Problem details >>
Your task is to copy each line of the material that holds the word "impl".

Information >>
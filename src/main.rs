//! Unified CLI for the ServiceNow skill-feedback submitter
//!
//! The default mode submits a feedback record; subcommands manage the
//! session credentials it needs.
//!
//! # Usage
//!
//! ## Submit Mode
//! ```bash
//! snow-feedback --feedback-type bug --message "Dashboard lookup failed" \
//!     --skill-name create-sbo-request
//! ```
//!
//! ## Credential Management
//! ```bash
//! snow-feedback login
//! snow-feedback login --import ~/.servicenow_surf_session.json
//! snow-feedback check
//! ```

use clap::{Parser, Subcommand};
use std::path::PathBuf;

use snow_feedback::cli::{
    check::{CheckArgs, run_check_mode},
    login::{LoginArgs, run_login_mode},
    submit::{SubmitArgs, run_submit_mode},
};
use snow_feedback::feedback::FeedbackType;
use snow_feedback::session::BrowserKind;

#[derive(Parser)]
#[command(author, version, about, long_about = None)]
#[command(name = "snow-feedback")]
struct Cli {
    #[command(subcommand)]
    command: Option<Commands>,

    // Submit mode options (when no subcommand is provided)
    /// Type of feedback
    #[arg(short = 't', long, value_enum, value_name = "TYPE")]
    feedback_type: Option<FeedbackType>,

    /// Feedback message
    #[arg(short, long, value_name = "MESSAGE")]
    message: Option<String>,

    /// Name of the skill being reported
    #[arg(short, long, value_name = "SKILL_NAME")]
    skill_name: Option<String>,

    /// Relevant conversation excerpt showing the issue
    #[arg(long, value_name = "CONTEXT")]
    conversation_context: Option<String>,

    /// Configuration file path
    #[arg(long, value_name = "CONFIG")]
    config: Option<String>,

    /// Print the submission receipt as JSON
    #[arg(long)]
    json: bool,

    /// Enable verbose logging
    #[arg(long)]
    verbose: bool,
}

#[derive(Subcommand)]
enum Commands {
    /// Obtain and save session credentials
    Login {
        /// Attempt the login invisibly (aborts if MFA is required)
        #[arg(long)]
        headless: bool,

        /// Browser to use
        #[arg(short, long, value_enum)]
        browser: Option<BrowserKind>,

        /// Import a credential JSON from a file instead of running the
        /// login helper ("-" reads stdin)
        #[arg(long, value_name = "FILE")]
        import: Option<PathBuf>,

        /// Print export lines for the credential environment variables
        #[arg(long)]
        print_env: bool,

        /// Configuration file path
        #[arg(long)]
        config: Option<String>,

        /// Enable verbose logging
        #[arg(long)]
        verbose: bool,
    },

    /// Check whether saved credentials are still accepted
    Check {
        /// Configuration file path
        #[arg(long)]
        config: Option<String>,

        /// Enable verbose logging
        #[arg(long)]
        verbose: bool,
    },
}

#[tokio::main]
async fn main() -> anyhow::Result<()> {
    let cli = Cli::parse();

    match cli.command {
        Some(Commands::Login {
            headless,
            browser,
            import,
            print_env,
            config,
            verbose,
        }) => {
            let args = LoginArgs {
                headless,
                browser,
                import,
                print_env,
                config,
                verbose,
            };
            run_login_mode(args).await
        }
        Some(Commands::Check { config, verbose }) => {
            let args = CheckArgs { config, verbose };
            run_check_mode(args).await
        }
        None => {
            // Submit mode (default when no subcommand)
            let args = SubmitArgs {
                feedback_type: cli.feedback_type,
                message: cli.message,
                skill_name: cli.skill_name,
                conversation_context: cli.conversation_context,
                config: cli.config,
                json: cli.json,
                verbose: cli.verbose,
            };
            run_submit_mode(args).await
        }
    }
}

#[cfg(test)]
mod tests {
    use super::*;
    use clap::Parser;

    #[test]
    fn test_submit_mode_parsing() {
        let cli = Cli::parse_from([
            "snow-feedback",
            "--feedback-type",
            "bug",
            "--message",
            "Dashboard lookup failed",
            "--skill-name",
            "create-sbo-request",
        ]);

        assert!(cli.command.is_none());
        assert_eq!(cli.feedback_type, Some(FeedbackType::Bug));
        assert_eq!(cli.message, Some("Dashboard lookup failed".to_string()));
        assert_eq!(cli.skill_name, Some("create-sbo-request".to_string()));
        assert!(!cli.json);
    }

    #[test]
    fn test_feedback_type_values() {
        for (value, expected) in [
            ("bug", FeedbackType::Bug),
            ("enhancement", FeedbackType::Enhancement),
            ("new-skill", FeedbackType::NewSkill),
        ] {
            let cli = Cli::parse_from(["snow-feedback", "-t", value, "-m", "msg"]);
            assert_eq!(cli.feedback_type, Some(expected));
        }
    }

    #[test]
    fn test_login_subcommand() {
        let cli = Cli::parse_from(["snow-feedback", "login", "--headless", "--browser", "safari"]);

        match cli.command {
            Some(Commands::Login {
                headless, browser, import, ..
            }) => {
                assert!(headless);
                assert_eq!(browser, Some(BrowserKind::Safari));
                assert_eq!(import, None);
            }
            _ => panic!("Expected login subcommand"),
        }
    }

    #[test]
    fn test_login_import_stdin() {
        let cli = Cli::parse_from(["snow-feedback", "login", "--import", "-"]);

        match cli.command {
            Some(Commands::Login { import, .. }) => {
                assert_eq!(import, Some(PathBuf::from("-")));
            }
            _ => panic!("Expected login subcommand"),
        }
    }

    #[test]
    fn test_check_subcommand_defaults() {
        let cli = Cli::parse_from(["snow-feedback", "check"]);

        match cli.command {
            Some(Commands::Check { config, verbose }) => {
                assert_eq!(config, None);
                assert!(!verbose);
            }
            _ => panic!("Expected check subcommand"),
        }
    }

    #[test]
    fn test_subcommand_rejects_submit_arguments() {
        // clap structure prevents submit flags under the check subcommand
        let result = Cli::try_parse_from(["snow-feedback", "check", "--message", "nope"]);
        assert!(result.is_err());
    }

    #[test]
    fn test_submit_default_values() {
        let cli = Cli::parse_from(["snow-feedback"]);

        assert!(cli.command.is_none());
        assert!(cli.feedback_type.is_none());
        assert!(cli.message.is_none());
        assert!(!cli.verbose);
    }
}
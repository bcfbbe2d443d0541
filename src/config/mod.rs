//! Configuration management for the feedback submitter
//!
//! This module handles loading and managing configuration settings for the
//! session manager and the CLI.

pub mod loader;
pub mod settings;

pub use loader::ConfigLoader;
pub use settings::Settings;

==

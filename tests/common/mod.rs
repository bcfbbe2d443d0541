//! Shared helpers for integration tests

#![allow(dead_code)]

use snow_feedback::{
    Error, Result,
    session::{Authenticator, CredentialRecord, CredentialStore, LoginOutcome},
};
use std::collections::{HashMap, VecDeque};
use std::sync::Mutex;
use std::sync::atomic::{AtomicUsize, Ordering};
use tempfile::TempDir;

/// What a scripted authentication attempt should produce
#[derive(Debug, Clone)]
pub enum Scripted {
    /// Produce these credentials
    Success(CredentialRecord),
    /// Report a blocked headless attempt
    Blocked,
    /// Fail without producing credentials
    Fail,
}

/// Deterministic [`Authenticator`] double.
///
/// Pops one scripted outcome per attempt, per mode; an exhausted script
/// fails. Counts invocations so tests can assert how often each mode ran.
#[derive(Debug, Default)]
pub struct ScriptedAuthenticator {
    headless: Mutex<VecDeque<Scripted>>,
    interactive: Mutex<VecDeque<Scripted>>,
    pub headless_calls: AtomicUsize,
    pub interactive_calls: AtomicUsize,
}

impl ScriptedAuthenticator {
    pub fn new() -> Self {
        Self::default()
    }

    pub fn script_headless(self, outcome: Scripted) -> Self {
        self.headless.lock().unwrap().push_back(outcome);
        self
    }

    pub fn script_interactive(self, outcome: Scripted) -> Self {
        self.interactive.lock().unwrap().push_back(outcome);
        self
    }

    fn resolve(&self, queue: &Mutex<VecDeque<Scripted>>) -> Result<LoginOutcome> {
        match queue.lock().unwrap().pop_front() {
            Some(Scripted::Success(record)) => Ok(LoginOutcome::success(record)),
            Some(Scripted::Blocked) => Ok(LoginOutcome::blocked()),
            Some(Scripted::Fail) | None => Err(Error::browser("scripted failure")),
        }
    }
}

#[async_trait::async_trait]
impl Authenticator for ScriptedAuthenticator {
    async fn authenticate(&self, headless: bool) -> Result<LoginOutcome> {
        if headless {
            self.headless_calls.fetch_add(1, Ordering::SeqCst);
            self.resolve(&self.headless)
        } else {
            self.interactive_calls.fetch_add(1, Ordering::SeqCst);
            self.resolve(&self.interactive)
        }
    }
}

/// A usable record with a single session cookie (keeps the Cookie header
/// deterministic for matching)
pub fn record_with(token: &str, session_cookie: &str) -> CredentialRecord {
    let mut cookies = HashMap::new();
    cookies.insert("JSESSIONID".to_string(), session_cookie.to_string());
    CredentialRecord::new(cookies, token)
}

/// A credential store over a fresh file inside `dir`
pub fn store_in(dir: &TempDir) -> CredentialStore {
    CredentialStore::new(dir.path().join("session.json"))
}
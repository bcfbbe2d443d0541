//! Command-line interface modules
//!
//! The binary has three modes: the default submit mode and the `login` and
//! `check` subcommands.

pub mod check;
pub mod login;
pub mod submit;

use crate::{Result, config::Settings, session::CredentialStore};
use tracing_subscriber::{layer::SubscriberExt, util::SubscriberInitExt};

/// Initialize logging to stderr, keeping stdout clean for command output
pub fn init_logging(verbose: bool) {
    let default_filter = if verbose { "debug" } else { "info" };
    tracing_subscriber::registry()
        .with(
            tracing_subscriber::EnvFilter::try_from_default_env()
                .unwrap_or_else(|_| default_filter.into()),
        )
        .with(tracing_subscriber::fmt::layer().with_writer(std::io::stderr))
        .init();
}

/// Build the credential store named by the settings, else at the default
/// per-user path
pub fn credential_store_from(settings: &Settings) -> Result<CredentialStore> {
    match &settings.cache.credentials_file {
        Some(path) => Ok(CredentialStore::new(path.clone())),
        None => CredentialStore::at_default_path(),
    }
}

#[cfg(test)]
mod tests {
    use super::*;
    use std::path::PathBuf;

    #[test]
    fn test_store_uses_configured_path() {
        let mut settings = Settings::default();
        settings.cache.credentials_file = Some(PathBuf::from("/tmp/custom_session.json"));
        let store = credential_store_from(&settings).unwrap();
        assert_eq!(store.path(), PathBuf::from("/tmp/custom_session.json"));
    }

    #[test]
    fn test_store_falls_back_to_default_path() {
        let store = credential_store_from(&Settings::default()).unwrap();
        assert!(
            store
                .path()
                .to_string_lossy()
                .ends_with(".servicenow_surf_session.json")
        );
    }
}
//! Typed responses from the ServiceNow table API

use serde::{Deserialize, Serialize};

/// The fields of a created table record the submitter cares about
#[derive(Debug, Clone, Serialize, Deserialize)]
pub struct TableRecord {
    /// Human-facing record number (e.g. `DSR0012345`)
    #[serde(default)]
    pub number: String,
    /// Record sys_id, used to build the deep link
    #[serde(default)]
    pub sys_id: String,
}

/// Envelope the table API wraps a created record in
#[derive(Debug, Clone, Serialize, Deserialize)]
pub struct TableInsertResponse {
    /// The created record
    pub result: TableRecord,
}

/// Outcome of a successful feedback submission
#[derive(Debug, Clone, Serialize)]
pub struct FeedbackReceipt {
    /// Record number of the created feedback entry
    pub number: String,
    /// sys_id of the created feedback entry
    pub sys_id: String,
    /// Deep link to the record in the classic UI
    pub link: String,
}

* * *

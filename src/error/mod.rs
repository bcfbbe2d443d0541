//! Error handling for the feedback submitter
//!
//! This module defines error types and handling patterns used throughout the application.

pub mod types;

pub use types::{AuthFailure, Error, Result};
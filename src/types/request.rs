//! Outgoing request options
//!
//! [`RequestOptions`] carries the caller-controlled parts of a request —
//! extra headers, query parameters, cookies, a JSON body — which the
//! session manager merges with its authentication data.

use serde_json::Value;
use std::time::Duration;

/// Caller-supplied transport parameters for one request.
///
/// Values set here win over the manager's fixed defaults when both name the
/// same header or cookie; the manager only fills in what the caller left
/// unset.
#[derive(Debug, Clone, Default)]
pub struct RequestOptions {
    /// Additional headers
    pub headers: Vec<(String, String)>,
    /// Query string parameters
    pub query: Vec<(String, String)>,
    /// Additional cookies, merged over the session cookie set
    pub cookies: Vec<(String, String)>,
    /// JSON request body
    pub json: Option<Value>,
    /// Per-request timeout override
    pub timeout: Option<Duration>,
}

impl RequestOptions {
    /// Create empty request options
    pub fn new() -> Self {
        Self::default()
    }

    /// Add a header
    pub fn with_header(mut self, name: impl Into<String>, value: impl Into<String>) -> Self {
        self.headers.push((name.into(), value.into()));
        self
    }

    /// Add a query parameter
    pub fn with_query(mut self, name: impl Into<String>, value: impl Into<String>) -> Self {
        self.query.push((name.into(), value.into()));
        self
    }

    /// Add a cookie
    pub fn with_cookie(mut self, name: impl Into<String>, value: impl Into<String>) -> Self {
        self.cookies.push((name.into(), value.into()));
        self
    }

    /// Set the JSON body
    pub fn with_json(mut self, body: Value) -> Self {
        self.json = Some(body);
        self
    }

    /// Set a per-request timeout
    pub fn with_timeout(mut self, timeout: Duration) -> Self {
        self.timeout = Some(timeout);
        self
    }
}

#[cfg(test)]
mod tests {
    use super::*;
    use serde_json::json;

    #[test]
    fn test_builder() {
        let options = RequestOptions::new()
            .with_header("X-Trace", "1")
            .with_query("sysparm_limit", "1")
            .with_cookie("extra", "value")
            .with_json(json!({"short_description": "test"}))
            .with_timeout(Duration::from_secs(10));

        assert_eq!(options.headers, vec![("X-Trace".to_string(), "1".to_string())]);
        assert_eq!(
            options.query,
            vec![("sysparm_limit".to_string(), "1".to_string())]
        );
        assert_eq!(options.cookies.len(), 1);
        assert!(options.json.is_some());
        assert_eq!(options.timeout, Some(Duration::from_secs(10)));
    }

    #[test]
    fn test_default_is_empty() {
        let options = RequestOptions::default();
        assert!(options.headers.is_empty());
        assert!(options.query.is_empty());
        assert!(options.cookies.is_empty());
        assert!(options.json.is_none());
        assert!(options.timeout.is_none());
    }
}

Answer to this task >>
impl ScriptedAuthenticator {
impl Authenticator for ScriptedAuthenticator {
impl RequestOptions {
    pub fn with_header(mut self, name: impl Into<String>, value: impl Into<String>) -> Self {
    pub fn with_query(mut self, name: impl Into<String>, value: impl Into<String>) -> Self {
    pub fn with_cookie(mut self, name: impl Into<String>, value: impl Into<String>) -> Self {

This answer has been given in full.